A follow-up to the tremendously fun Pizza Box Football, Pizza Box Baseball is another fun sports game. Each player plays one card per at-bat, with the resulting combination determining the outcome. There are four levels of gameplay available, with each level adding new elements. For example, level two adds stealing and bunting; level three adds different results based on who is batting; and level four adds the ability to use different pitchers. This is a family friendly, fast-paced game that is packed with fun and excitement.
8. Kayak Chaos
This game does a great job of feeling like a quick race down a raging river, as players navigate the ever-changing set of eight river tiles. The gameplay in Kayak Chaos is controlled by cards which, when managed well, allow players to improve their own situation while making the river less friendly for their opponents. Other race games published in 2008 which could have made this list include Powerboats (racing speedboats), Leader 1 (bicycles), Snow Tails (dog sleds), Ice Flow (arctic explorers), and Fast Flowing Forest Fellers (log rollers).
Collecting sushi is good in this light dice game, but fish bones are bad.
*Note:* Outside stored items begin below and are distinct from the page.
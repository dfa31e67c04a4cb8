//! DeviceNetwork trait for the device-network collaborator
//!
//! This module provides the interface the exporter uses to talk to a device
//! network, enabling both a vendor-backed network and the in-process
//! [`SimulatedNetwork`](super::SimulatedNetwork) used for tests and dry runs.
//! Every node operation goes through these traits; a [`NodeHandle`] is never
//! dereferenced directly.

use crate::config::RunSettings;
use crate::error::Result;
use crate::types::{NodeHandle, NodeStatus, Transport};
use std::sync::Arc;

/// Unified interface for device networks
///
/// A network enumerates its current nodes, reports their status and exposes
/// per-node string properties. Grouped reads go through a [`PropertyTask`].
///
/// # Example
///
/// ```ignore
/// fn serials(network: &dyn DeviceNetwork) -> Vec<Result<String>> {
///     network
///         .nodes()
///         .into_iter()
///         .map(|node| network.node_string_property(node, "Serial"))
///         .collect()
/// }
/// ```
#[cfg_attr(test, mockall::automock)]
pub trait DeviceNetwork {
    /// Snapshot of the nodes currently present, in enumeration order
    fn nodes(&self) -> Vec<NodeHandle>;

    /// Current status of a node
    fn node_status(&self, node: NodeHandle) -> Result<NodeStatus>;

    /// Read a string property directly from a node
    fn node_string_property(&self, node: NodeHandle, key: &str) -> Result<String>;

    /// Open a task grouping property reads on one node
    ///
    /// Fails if the node is gone or no longer supports grouped reads.
    /// The task is released when dropped.
    fn open_property_task(&self, node: NodeHandle) -> Result<Box<dyn PropertyTask>>;
}

/// A scoped session of property reads on one node
#[cfg_attr(test, mockall::automock)]
pub trait PropertyTask {
    /// Node this task was opened on
    fn node(&self) -> NodeHandle;

    /// Read a string property through the task
    fn string_property(&mut self, key: &str) -> Result<String>;
}

impl<N: DeviceNetwork + ?Sized> DeviceNetwork for &N {
    fn nodes(&self) -> Vec<NodeHandle> {
        (**self).nodes()
    }

    fn node_status(&self, node: NodeHandle) -> Result<NodeStatus> {
        (**self).node_status(node)
    }

    fn node_string_property(&self, node: NodeHandle, key: &str) -> Result<String> {
        (**self).node_string_property(node, key)
    }

    fn open_property_task(&self, node: NodeHandle) -> Result<Box<dyn PropertyTask>> {
        (**self).open_property_task(node)
    }
}

impl<N: DeviceNetwork + ?Sized> DeviceNetwork for Arc<N> {
    fn nodes(&self) -> Vec<NodeHandle> {
        (**self).nodes()
    }

    fn node_status(&self, node: NodeHandle) -> Result<NodeStatus> {
        (**self).node_status(node)
    }

    fn node_string_property(&self, node: NodeHandle, key: &str) -> Result<String> {
        (**self).node_string_property(node, key)
    }

    fn open_property_task(&self, node: NodeHandle) -> Result<Box<dyn PropertyTask>> {
        (**self).open_property_task(node)
    }
}

/// Which kinds of devices a network includes
///
/// USB devices are always part of the network; IP devices only when enabled.
#[derive(Debug, Clone, Copy, PartialEq, Eq)]
pub struct NetworkFilter {
    usb: bool,
    ip: bool,
}

impl Default for NetworkFilter {
    fn default() -> Self {
        Self::usb_only()
    }
}

impl NetworkFilter {
    /// All USB devices, no IP devices
    pub fn usb_only() -> Self {
        Self {
            usb: true,
            ip: false,
        }
    }

    /// Include or exclude all IP devices
    pub fn with_ip_devices(mut self, enabled: bool) -> Self {
        self.ip = enabled;
        self
    }

    /// Build the filter a run asks for
    pub fn from_settings(settings: &RunSettings) -> Self {
        let filter = Self::usb_only().with_ip_devices(settings.enable_ip_devices);
        if filter.ip {
            tracing::info!("Adding all IP devices to the device network filter");
        }
        filter
    }

    /// Check whether a node on this transport belongs to the network
    pub fn accepts(&self, transport: Transport) -> bool {
        match transport {
            Transport::Usb => self.usb,
            Transport::Ip => self.ip,
        }
    }
}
By the end of the game, you are likely to have some of both. The sushi tiles are worth 1 to 6 points, while the fish bone tiles are worth -1 to -4 points. At the start of the game, all 24 tiles (a dozen sushi and a dozen fish bones) are placed in the middle of the table, available to all players. As the tiles are claimed by rolling certain combinations of dice, it is possible to steal from each other as well as taking from the central supply. When the final tile is taken from the supply, the player with the highest score is the winner.
10. Le Havre
This heavy strategy game is a follow-up of sorts to last year's Agricola (same designer, same publisher), which I ranked as the #3 board game of 2007. Although it did not strike me as strongly as Agricola did, Le Havre is nonetheless outstanding. Players have many choices on each turn, although ensuring that you have enough food for your workers is a constant concern. Basic goods (e.g., clay and iron) can be upgraded (e.g., to bricks and steel) in some of the available buildings, and making the most of the goods you acquire and produce is a key to success. In the end, victory in Le Havre goes to the player who amasses the largest fortune.